Smith: Companies must save private data to combat child porn

According to Smith, child pornography was nearly eradicated in the 1980s, but has seen an enormous resurgence since the rise of the Internet. 

“Child pornography images litter the Internet and pedophiles can purchase, view, or exchange this disgusting material with virtual anonymity,” he said. 

Smith cited some harrowing statistics:

• “According to the National Center for Missing and Exploited Children (NCMEC), child porn images increased 1500 percent between 1995 and 2005, an average increase of over 100 percent per year.”

• “As many as one in three kids have received unsolicited sexual content online and one in seven children has been solicited for sex online.”

• “The number of reports to NCMEC’s CyberTipline of child pornography, child prostitution, child sex tourism, child sexual molestation, and online sexual enticement of children increased from 4500 in 1998 to 102,000 in 2008, an average increase of over 200 percent per year.”

The opposing view on data retention came from minority witness John Morris, general counsel for the Center for Democracy & Technology. 

He discussed the problems that can arise when companies save private information.

“Mandatory data retention would cause significant harms and would, at the same time, not likely increase the number of child pornographers that this country is able to prosecute and put in prison,” he said in prepared remarks. 

He said such measures could allow government and the private sector to abuse consumer data. It could also open the door to identity theft, he said. 

Another possibility is that the measure could “chill Americans form accessing sensitive content online,” he said.

That could damage competition and innovation on the Internet, harming the U.S. economy, according to Morris. 

Morris argued that “data preservation orders” are a sound alternative to a data retention mandate. 

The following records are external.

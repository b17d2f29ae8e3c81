//! vnckeys — entry point.
//!
//! Connects to an RFB (VNC) server and types a sequence of keys on it, then
//! disconnects.  Useful for scripting input against headless VMs, kiosk
//! machines, and install automation.
//!
//! # Usage
//!
//! ```text
//! vnckeys [OPTIONS] [TOKENS]...
//!
//! Options:
//!   --host <HOST>                Server hostname [default: localhost]
//!   --port <PORT>                Server TCP port [default: 5900]
//!   --password <PASSWORD>        Password for VNC authentication
//!   --keys <LIST>                Comma/semicolon-separated key names
//!   --settle-ms <MS>             Delay after each key event [default: 25]
//!   --connect-timeout-secs <S>   Connect + handshake bound [default: 10]
//!   --exclusive                  Do not request shared access
//! ```
//!
//! Positional tokens are typed character by character; a token starting with
//! `/` is instead a `,`/`;`-separated list of symbolic key names, and `//`
//! types a literal `/`.  Examples:
//!
//! ```text
//! vnckeys --host=10.0.0.5 --keys=enter
//! vnckeys 'hello world' /enter
//! vnckeys /control_left,c          # Ctrl is pressed and released, then c
//! vnckeys //                       # a single '/'
//! ```
//!
//! Exit status is zero only when every key event was delivered.

use std::time::Duration;

use anyhow::Context;
use clap::Parser;
use tracing::info;
use tracing_subscriber::EnvFilter;

use vnckeys_client::application::replay_keys::run_session;
use vnckeys_client::infrastructure::rfb::{RfbConnector, SessionConfig};
use vnckeys_core::build_sequence;

// ── CLI argument definitions ──────────────────────────────────────────────────

/// Type keys on a remote machine over the RFB (VNC) protocol.
#[derive(Debug, Parser)]
#[command(
    name = "vnckeys",
    about = "Replay a keystroke sequence against an RFB/VNC server",
    version
)]
struct Cli {
    /// Hostname or IP address of the RFB server.
    #[arg(long, default_value = "localhost", env = "VNC_HOST")]
    host: String,

    /// TCP port of the RFB server.  Display `:N` listens on port 5900+N.
    #[arg(long, default_value_t = 5900, env = "VNC_PORT")]
    port: u16,

    /// Password for VNC authentication, if the server requires one.
    #[arg(long, env = "VNC_PASSWORD")]
    password: Option<String>,

    /// Comma- or semicolon-separated symbolic key names, typed before any
    /// positional tokens (e.g. `--keys=enter,tab;f5`).
    #[arg(long)]
    keys: Option<String>,

    /// Settle delay in milliseconds inserted after every key-down and key-up
    /// event, so the server registers discrete keystrokes.
    #[arg(long, default_value_t = 25)]
    settle_ms: u64,

    /// Upper bound in seconds on TCP connect plus protocol handshake.
    #[arg(long, default_value_t = 10)]
    connect_timeout_secs: u64,

    /// Request exclusive access, disconnecting any existing viewer.
    /// By default the session is shared.
    #[arg(long)]
    exclusive: bool,

    /// Key tokens: literal character strings, or `/`-prefixed symbolic-name
    /// lists (`/left,right`), or `//` for a literal slash.
    tokens: Vec<String>,
}

#[tokio::main]
async fn main() -> anyhow::Result<()> {
    // Initialise structured logging.
    tracing_subscriber::fmt()
        .with_env_filter(
            EnvFilter::try_from_default_env().unwrap_or_else(|_| EnvFilter::new("info")),
        )
        .init();

    let cli = Cli::parse();

    // Resolve every token before touching the network; a single unknown key
    // fails the whole run with no connection attempt.
    let sequence = build_sequence(cli.keys.as_deref(), &cli.tokens)
        .context("could not resolve key arguments")?;
    info!(keys = sequence.len(), host = %cli.host, port = cli.port, "starting key replay");

    let connector = RfbConnector::new(SessionConfig {
        host: cli.host,
        port: cli.port,
        password: cli.password,
        shared: !cli.exclusive,
        connect_timeout: Duration::from_secs(cli.connect_timeout_secs),
    });

    run_session(
        &connector,
        &sequence,
        Duration::from_millis(cli.settle_ms),
    )
    .await
    .context("key replay failed")?;

    info!("all keys delivered");
    Ok(())
}
//! ReplayKeys use case: drives a key sequence through an RFB session.
//!
//! Two pieces live here:
//!
//! - [`dispatch_sequence`] — the dispatch sequencer.  Sends key-down and
//!   key-up events strictly in sequence order with a settle delay after each
//!   event.  The loop is a single sequential task, so no event for descriptor
//!   i+1 can start before both events and both delays of descriptor i have
//!   completed.
//! - [`run_session`] — the session controller.  Opens the session through a
//!   [`SessionConnector`], delegates to the sequencer, and always closes the
//!   session before returning, on every exit path.
//!
//! # Why the settle delay?
//!
//! RFB servers interpret key state transitions as discrete, time-sensitive
//! signals.  Sending down/up pairs back-to-back can cause the server's input
//! layer to coalesce or reorder them, producing wrong remote input.  The
//! delay magnitude is configurable; historical clients have shipped anything
//! from 25 ms to 250 ms per event.

use std::time::Duration;

use async_trait::async_trait;
use thiserror::Error;
use tokio::time;
use tracing::{debug, warn};
use vnckeys_core::KeyDescriptor;

/// Errors surfaced by a session or by the replay pipeline around it.
#[derive(Debug, Error)]
pub enum SessionError {
    /// The TCP connection to the server could not be established.
    #[error("failed to connect to {host}:{port}: {source}")]
    Connect {
        host: String,
        port: u16,
        #[source]
        source: std::io::Error,
    },
    /// The server did not accept the connection within the configured bound.
    #[error("timed out connecting to {host}:{port} after {timeout:?}")]
    ConnectTimeout {
        host: String,
        port: u16,
        timeout: Duration,
    },
    /// The server rejected authentication, or required a password we don't have.
    #[error("authentication failed: {0}")]
    Auth(String),
    /// The server sent something outside the RFB handshake we support.
    #[error("protocol error: {0}")]
    Protocol(String),
    /// An I/O error occurred during the handshake.
    #[error("handshake I/O error: {0}")]
    Handshake(#[source] std::io::Error),
    /// An I/O error occurred while sending a key event mid-sequence.
    #[error("failed to send key event: {0}")]
    Dispatch(#[source] std::io::Error),
    /// An I/O error occurred while closing the session.
    #[error("error while closing session: {0}")]
    Close(#[source] std::io::Error),
}

/// An open, handshake-complete RFB session capable of sending key events.
///
/// The real implementation talks TCP ([`crate::infrastructure::rfb::RfbConnection`]);
/// tests use the recording mock ([`crate::infrastructure::mock::MockRfbSession`]).
#[async_trait]
pub trait RfbSession: Send {
    /// Sends one `KeyEvent` message.  `down` is `true` for press, `false`
    /// for release.
    ///
    /// # Errors
    ///
    /// Returns [`SessionError::Dispatch`] if the event could not be sent.
    async fn send_key_event(&mut self, keysym: u32, down: bool) -> Result<(), SessionError>;

    /// Closes the session.  Called exactly once per session, on every
    /// outcome.
    ///
    /// # Errors
    ///
    /// Returns [`SessionError::Close`] if teardown fails; callers log this
    /// rather than letting it shadow a prior substantive error.
    async fn close(&mut self) -> Result<(), SessionError>;
}

/// Opens sessions.  The seam that lets tests run the full controller without
/// a network.
#[async_trait]
pub trait SessionConnector: Send + Sync {
    /// The session type this connector produces.
    type Session: RfbSession;

    /// Connects and completes the handshake.
    ///
    /// # Errors
    ///
    /// Returns a connect-phase [`SessionError`]; no key events have been sent
    /// when this fails.
    async fn connect(&self) -> Result<Self::Session, SessionError>;
}

/// Sends every descriptor in `sequence` as a down/up event pair, in order.
///
/// After each event the task sleeps for `settle` before the next event.  A
/// send failure aborts the remainder of the sequence immediately; events
/// already delivered are not undone, so the remote key state may be left
/// inconsistent.  That is surfaced, never masked.
///
/// An empty sequence completes immediately with no events sent.
///
/// # Errors
///
/// Returns the first [`SessionError`] reported by the session.
pub async fn dispatch_sequence<S: RfbSession + ?Sized>(
    session: &mut S,
    sequence: &[KeyDescriptor],
    settle: Duration,
) -> Result<(), SessionError> {
    for descriptor in sequence {
        debug!(
            token = %descriptor.token,
            keysym = format_args!("0x{:04X}", descriptor.keysym),
            "sending key"
        );
        session.send_key_event(descriptor.keysym, true).await?;
        time::sleep(settle).await;
        session.send_key_event(descriptor.keysym, false).await?;
        time::sleep(settle).await;
    }
    Ok(())
}

/// Runs one complete replay session: connect, dispatch, close.
///
/// The close step runs unconditionally once a session exists.  A close
/// failure is logged at `warn` and never overrides the dispatch outcome; a
/// connect failure aborts before any dispatch is attempted.
///
/// # Errors
///
/// Returns the connect error if the handshake never completed, otherwise the
/// dispatch outcome.
pub async fn run_session<C: SessionConnector>(
    connector: &C,
    sequence: &[KeyDescriptor],
    settle: Duration,
) -> Result<(), SessionError> {
    let mut session = connector.connect().await?;

    let result = dispatch_sequence(&mut session, sequence, settle).await;

    if let Err(e) = session.close().await {
        warn!("session close failed: {e}");
    }

    result
}

// ── Tests ─────────────────────────────────────────────────────────────────────
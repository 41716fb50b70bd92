//! Reveal and cashout transitions on a single game.
//!
//! Every legality check runs before anything is mutated, so a rejected
//! request leaves the game exactly as it was. A mine hit ends the game
//! before any multiplier work happens for that index.

use crate::common::types::{Amount, Multiplier, PlayerId};
use crate::errors::GameError;
use crate::games::board::Board;
use crate::games::fairness::SeedPair;
use crate::games::multiplier::MultiplierCalculator;
use crate::games::types::{Game, GameParams, GameState};
use chrono::{DateTime, Utc};
use uuid::Uuid;

/// Result of one accepted reveal
#[derive(Debug, Clone, Copy, PartialEq, Eq)]
pub struct RevealStep {
    pub index: u32,
    pub is_mine: bool,
    pub state: GameState,
    pub multiplier: Multiplier,
}

impl Game {
    /// Create an active game; the board is fixed here and never recomputed
    pub fn new(
        player: PlayerId,
        params: GameParams,
        stake: Amount,
        seeds: SeedPair,
        started_at: DateTime<Utc>,
    ) -> Result<Self, GameError> {
        let board = Board::generate(&seeds.digest(), params.tile_count, params.mine_count)?;

        Ok(Self {
            id: Uuid::new_v4().to_string(),
            player,
            params,
            stake,
            seeds,
            board,
            revealed: Vec::new(),
            exploded_at: None,
            current_multiplier: Multiplier::ONE,
            state: GameState::Active,
            started_at,
        })
    }

    fn ensure_active(&self) -> Result<(), GameError> {
        if self.state.is_terminal() {
            return Err(GameError::GameNotActive);
        }
        Ok(())
    }

    /// Reveal one tile: `Active -> Active | Lost | Won`
    pub fn reveal(&mut self, index: u32, calculator: &MultiplierCalculator) -> Result<RevealStep, GameError> {
        self.ensure_active()?;
        let tile_count = self.params.tile_count;
        if index >= tile_count {
            return Err(GameError::TileOutOfRange { index, tile_count });
        }
        if self.revealed.contains(&index) {
            return Err(GameError::TileAlreadyRevealed { index });
        }

        if self.board.is_mine(index) {
            self.state = GameState::Lost;
            self.exploded_at = Some(index);
            return Ok(RevealStep {
                index,
                is_mine: true,
                state: self.state,
                multiplier: self.current_multiplier,
            });
        }

        let revealed = self.revealed.len() as u32 + 1;
        let multiplier = calculator.multiplier(tile_count, self.params.mine_count, revealed)?;

        self.revealed.push(index);
        self.current_multiplier = multiplier;
        if revealed == self.params.safe_tiles() {
            self.state = GameState::Won;
        }

        Ok(RevealStep {
            index,
            is_mine: false,
            state: self.state,
            multiplier,
        })
    }

    /// Player-initiated settlement: `Active -> CashedOut`
    pub fn cashout(&mut self) -> Result<Multiplier, GameError> {
        self.ensure_active()?;
        if self.revealed.is_empty() {
            return Err(GameError::NothingRevealed);
        }
        self.state = GameState::CashedOut;
        Ok(self.current_multiplier)
    }

    /// Mine positions; exposed only once the game is over
    pub fn mine_positions(&self) -> Option<Vec<u32>> {
        self.state.is_terminal().then(|| self.board.mine_positions())
    }

    pub fn exploded_at(&self) -> Option<u32> {
        self.exploded_at
    }
}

The law, he said, already permits enforcement officials to ask Internet service providers to save about criminal suspects without any judicial permission.

Data preservation is automatic in cases where service providers report possible child pornography to NCMEC, he said. 

“From a privacy and civil liberties perspective, the benefits of this approach are enormous: data about only the tiny fraction of individuals who have fallen under criminal suspicion is subject to a data preservation requirement,” he said.